Tenured
Radicals: How Politics Has Corrupted Our Higher Education
by Roger Kimball
Reviews
Since Tenured Radicals first appeared
in 1990, it has achieved a stature as the leading critique of the ways
in which the humanities are now taught and studied in American universities.
Trenchant and witty, it lays bare the sham of what now passes for serious
academic pursuit in too many circles. In this new edition, completely reset,
Roger Kimball has brought the text up to date and has added a new Introduction.
Customer Comments
J.N. Frary (johnf6@idt.net)
from New Brunswick, NJ, USA, February 5, 1999
An indispensable historical source.
When some future historian sits down to
research his multivolume work on the history of human imbecility, he will
discover the most interesting, exotic, and vivid forms of this vast enterprise
in academia. And he will find Roger Kimball's turn-of-the-century researches
on this subject to be an indispensable source. He will also find it a pleasure
to read, which is unusual for a book which serves as a kind of catalogue
of the the nasty, silly, and futile projects of the PostMod Academic. Mind
you, Tenured Radicals is not for all contemporary readers. Many will experience
its lucidity as a highly personal insult. Others will react to its wit
with peevish resentment. Never mind. As the ancient Persian proverb tells
us, "The dogs will bark but the caravan moves on."

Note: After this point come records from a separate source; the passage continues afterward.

//! Outbound message type for the writer loop.
//!
//! Every frame for the controller passes through one bounded queue consumed
//! by the writer task, so frames are written whole and in submission order.

use bytes::Bytes;

use crate::protocol::MessageId;

/// A request frame waiting to be written, already encoded.
#[derive(Debug)]
pub(crate) struct OutboundMessage {
    /// Newline-terminated JSON frame
    pub(crate) payload: Bytes,
    /// Correlation id, registered with the table BEFORE queuing
    pub(crate) message_id: MessageId,
}

impl OutboundMessage {
    pub(crate) fn new(payload: Bytes, message_id: MessageId) -> Self {
        Self {
            payload,
            message_id,
        }
    }
}

#[cfg(test)]
mod tests {
    use super::*;

    #[test]
    fn debug_format_names_message_id() {
        let msg = OutboundMessage::new(Bytes::from_static(b"{}\n"), MessageId::from("5"));
        let debug_str = format!("{:?}", msg);
        assert!(debug_str.contains("message_id"), "{debug_str}");
        assert!(debug_str.contains("\"5\""), "{debug_str}");
    }
}
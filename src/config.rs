//! Client configuration.
//!
//! Configuration is a plain serde struct so it can be embedded in a host
//! application's settings or loaded from a standalone TOML file:
//!
//! ```toml
//! host = "192.168.1.20"
//! port = 6681
//! request_timeout_ms = 5000
//! ```

use std::path::Path;
use std::time::Duration;

use serde::{Deserialize, Serialize};

use crate::error::{ClientError, Result};
use crate::protocol::codec::DEFAULT_MAX_FRAME_LENGTH;

/// Default controller port.
pub const DEFAULT_PORT: u16 = 6681;

/// Queue capacity for outbound frames.
///
/// Bounds memory per connection; a full queue rejects new requests instead
/// of blocking the caller.
pub const DEFAULT_OUTBOUND_QUEUE_CAPACITY: usize = 256;

#[derive(Debug, Clone, PartialEq, Eq, Deserialize, Serialize)]
#[serde(default)]
pub struct ClientConfig {
    pub host: String,
    pub port: u16,
    /// Deadline for every submitted request unless one is given per call.
    /// `None` waits indefinitely.
    pub request_timeout_ms: Option<u64>,
    /// Enable TCP keepalive on the controller socket.
    pub keepalive: bool,
    /// Reconnect once automatically after the transport fails.
    pub auto_reconnect: bool,
    pub outbound_queue_capacity: usize,
    pub max_frame_length: usize,
}

impl Default for ClientConfig {
    fn default() -> Self {
        Self {
            host: String::new(),
            port: DEFAULT_PORT,
            request_timeout_ms: None,
            keepalive: true,
            auto_reconnect: true,
            outbound_queue_capacity: DEFAULT_OUTBOUND_QUEUE_CAPACITY,
            max_frame_length: DEFAULT_MAX_FRAME_LENGTH,
        }
    }
}

impl ClientConfig {
    pub fn new(host: impl Into<String>, port: u16) -> Self {
        Self {
            host: host.into(),
            port,
            ..Self::default()
        }
    }

    pub fn with_request_timeout(mut self, timeout: Duration) -> Self {
        self.request_timeout_ms = Some(timeout.as_millis() as u64);
        self
    }

    /// Parse and validate a TOML document.
    pub fn from_toml_str(source: &str) -> Result<Self> {
        let config: Self = toml::from_str(source).map_err(|e| ClientError::config(e.to_string()))?;
        config.validate()?;
        Ok(config)
    }

    /// Load and validate a TOML file.
    pub fn load(path: impl AsRef<Path>) -> Result<Self> {
        let path = path.as_ref();
        let source = std::fs::read_to_string(path)
            .map_err(|e| ClientError::config(format!("{}: {}", path.display(), e)))?;
        Self::from_toml_str(&source)
    }

    pub fn validate(&self) -> Result<()> {
        if self.host.trim().is_empty() {
            return Err(ClientError::config("host must not be empty"));
        }
        if self.outbound_queue_capacity == 0 {
            return Err(ClientError::config("outbound_queue_capacity must be positive"));
        }
        if self.max_frame_length == 0 {
            return Err(ClientError::config("max_frame_length must be positive"));
        }
        Ok(())
    }

    /// `host:port` socket address string.
    pub fn address(&self) -> String {
        format!("{}:{}", self.host, self.port)
    }

    pub fn request_timeout(&self) -> Option<Duration> {
        self.request_timeout_ms.map(Duration::from_millis)
    }
}
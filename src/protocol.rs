//! Wire protocol: frame shapes, correlation ids, and the line codec.

pub mod codec;
mod message_id;
mod request;
mod response;

pub use codec::{Frame, FrameCodec};
pub use message_id::MessageId;
pub use request::{Request, command};
pub use response::{ObjectRecord, Response, STATUS_OK_CODE, Status};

generalre@netscape.net from
Buffalo, NY, October 27, 1998
Must-read for tuition-paying parents...
When I read the first edition some years
ago, when I was in college myself, I wanted to stand up and cheer. This
book does an excellent job of exposing how the study of humanities has
ceased to be an academic discipline, and more of an exercise in political
posturing in Lit. and humanities departments across the nation. This book
is also a wickedly funny skewering of all those in higher ed. who perceive
their mission to be the indoctrination, rather than education, of today's
college students. I see (sadly) that in the eight years since the publication
of the 1st edition, things have only gotten worse....
Laurence Jarvik (lajarvik@erols.com)
from Washington, DC, June 12, 1998
What went wrong with American universities
Read this book to find out how universities
professing a dedication to free inquiry have become dreary factories churning
out politically correct products. Sobering reading, and sad.